TASK OBJECTIVE.
In the records below, count every line where the string "position" appears, and reply with the count only.
^^^^^^^^
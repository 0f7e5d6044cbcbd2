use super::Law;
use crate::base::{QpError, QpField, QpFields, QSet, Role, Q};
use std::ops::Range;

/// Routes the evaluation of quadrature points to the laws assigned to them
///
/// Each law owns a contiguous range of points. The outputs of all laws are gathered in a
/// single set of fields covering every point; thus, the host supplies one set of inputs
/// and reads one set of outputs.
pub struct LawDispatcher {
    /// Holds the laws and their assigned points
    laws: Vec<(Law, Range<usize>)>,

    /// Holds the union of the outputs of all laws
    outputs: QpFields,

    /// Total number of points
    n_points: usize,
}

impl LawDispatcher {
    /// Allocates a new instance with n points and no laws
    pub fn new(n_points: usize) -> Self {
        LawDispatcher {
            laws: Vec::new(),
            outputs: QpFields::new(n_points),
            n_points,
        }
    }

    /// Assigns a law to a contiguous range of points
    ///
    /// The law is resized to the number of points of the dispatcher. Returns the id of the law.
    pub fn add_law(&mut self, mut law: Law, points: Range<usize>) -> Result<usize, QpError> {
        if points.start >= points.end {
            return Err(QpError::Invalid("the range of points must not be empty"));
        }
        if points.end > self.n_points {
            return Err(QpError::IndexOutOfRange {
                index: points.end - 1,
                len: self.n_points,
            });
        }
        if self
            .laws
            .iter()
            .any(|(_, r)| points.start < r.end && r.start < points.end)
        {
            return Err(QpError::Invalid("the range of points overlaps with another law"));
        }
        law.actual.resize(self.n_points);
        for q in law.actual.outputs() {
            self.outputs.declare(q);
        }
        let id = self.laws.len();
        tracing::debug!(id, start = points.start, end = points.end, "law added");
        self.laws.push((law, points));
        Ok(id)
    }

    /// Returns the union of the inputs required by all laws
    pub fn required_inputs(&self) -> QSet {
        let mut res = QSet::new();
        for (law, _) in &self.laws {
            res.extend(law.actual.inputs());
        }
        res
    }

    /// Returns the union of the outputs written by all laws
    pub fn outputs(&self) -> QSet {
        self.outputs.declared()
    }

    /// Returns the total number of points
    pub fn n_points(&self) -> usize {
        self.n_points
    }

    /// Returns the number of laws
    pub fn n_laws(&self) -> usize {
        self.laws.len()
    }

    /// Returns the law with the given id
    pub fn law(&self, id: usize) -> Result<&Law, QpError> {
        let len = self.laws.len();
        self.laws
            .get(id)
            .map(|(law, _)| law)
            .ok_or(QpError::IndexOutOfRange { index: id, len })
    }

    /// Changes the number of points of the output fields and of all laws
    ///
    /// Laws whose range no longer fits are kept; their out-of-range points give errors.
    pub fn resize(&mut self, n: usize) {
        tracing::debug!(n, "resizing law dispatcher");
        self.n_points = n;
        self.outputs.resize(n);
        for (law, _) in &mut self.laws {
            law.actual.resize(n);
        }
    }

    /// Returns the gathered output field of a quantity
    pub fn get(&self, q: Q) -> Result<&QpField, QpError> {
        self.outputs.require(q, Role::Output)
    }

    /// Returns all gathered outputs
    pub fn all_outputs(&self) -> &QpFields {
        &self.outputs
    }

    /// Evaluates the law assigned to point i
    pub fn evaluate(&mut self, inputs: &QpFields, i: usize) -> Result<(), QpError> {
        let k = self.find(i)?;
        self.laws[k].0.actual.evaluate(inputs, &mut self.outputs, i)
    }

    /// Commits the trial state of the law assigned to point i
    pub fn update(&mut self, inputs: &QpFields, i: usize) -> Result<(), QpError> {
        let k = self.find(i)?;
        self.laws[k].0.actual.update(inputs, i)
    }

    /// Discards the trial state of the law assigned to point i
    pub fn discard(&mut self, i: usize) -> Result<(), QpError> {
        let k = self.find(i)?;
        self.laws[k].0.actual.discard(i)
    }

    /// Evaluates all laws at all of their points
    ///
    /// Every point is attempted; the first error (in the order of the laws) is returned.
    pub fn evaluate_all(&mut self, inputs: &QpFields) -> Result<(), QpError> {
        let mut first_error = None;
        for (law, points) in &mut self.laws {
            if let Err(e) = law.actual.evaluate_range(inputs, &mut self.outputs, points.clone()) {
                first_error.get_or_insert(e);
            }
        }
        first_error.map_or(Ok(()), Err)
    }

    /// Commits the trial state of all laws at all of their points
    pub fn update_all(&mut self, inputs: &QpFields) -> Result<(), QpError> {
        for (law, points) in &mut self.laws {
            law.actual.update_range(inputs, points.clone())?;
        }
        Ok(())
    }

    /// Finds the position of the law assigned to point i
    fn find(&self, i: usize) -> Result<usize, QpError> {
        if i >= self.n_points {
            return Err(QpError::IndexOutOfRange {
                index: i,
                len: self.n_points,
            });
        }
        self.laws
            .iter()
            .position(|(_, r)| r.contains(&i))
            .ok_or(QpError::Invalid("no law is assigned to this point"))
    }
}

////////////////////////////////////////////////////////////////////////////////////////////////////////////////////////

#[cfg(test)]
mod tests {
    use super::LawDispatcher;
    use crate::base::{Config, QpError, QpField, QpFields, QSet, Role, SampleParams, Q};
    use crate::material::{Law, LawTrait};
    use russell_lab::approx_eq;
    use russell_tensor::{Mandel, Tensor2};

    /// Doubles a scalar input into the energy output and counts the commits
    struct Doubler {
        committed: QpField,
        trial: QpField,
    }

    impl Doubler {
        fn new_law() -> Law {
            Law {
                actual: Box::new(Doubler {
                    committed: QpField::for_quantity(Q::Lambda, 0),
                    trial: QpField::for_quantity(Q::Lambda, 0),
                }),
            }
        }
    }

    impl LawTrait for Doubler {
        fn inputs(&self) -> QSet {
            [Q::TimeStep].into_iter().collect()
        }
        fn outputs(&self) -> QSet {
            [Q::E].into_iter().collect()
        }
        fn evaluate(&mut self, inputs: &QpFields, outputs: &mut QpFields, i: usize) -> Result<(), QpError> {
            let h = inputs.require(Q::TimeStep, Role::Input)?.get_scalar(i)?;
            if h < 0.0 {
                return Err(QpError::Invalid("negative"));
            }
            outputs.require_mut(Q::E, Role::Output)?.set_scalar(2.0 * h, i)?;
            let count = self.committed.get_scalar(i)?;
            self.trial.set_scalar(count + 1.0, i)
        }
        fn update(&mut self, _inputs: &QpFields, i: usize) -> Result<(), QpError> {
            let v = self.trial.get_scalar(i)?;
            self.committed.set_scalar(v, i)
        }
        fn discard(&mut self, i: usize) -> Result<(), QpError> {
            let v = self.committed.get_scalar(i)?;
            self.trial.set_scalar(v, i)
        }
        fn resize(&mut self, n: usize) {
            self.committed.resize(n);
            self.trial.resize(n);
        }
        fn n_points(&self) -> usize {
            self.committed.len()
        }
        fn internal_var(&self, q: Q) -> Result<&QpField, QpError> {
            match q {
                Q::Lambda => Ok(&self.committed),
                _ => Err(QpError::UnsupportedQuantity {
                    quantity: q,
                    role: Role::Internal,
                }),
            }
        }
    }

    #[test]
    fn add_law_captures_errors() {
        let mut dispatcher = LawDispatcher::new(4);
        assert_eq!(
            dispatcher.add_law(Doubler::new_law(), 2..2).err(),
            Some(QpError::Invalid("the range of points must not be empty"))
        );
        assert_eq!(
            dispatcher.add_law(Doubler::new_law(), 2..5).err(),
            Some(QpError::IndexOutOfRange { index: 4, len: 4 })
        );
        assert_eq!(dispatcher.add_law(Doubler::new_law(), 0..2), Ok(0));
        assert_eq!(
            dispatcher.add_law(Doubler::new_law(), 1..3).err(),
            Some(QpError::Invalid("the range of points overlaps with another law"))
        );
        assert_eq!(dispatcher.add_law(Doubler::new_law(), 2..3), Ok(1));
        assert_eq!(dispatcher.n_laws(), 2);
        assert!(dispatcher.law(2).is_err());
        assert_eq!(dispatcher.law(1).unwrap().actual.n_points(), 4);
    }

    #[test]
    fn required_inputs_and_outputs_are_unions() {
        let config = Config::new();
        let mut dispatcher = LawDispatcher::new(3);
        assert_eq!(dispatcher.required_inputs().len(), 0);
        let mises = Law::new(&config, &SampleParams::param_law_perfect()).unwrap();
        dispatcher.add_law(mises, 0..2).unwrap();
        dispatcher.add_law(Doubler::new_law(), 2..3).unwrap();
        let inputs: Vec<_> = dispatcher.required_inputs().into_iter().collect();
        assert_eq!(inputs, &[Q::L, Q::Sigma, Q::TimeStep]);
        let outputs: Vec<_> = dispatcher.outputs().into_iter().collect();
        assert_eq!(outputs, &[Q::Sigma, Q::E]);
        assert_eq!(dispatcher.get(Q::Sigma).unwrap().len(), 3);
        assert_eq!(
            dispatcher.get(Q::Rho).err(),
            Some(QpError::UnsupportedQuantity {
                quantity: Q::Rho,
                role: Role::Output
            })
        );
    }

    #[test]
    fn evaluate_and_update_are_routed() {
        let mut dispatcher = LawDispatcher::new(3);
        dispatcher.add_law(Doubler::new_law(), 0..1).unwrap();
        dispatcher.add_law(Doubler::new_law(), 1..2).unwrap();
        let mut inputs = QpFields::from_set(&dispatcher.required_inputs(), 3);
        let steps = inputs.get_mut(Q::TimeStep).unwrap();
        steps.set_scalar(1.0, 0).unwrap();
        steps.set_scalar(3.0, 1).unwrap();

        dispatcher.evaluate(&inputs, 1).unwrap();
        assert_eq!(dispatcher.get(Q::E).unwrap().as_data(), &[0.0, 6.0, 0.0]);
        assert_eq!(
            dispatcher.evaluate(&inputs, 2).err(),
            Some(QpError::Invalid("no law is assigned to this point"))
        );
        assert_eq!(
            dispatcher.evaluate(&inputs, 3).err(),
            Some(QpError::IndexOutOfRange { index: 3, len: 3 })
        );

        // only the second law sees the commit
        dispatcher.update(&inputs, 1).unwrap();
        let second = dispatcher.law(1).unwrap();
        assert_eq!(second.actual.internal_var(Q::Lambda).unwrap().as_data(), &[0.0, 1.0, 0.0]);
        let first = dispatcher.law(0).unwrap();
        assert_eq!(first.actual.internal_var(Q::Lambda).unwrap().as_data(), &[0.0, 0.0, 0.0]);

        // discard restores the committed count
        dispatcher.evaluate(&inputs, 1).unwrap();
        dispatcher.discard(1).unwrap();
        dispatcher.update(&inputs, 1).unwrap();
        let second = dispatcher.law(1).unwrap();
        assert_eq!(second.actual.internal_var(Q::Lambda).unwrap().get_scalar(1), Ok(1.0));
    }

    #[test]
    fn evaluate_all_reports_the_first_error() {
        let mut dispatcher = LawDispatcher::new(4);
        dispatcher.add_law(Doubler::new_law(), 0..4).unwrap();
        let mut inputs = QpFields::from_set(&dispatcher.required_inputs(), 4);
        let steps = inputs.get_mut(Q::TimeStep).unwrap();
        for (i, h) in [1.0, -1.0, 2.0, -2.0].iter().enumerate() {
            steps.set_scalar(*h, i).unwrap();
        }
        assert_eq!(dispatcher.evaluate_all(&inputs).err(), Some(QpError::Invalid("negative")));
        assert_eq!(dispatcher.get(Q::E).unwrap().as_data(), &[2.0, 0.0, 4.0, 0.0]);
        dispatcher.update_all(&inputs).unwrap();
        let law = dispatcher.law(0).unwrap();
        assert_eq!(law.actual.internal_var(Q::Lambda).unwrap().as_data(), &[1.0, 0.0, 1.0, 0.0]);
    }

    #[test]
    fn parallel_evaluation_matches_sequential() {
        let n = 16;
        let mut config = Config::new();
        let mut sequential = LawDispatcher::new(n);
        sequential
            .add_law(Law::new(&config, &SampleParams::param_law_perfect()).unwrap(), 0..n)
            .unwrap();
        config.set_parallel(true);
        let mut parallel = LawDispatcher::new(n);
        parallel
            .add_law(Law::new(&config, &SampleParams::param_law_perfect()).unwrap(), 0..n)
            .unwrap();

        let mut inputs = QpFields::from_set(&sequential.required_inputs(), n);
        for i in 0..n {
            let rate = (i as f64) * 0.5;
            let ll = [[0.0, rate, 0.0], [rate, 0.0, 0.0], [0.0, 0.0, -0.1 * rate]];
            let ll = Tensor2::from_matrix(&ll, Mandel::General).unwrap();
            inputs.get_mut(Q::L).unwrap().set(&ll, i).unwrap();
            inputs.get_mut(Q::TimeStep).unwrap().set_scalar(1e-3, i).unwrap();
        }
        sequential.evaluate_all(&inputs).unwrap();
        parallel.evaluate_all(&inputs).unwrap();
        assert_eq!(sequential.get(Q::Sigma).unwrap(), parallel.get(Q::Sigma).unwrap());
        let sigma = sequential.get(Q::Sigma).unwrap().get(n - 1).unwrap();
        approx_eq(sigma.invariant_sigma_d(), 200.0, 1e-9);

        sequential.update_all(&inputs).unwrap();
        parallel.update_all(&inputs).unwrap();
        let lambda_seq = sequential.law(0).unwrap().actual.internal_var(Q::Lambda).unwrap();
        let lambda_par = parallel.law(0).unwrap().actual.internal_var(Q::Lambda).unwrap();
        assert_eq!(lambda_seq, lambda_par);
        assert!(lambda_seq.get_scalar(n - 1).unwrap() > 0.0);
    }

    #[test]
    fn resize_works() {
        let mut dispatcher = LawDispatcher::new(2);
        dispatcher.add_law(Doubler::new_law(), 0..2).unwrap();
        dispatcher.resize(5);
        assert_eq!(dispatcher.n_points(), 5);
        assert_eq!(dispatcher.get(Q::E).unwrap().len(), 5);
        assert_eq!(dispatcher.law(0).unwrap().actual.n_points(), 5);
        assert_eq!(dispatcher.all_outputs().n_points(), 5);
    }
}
^^^^^^^^
REPLY TO THE TASK.
2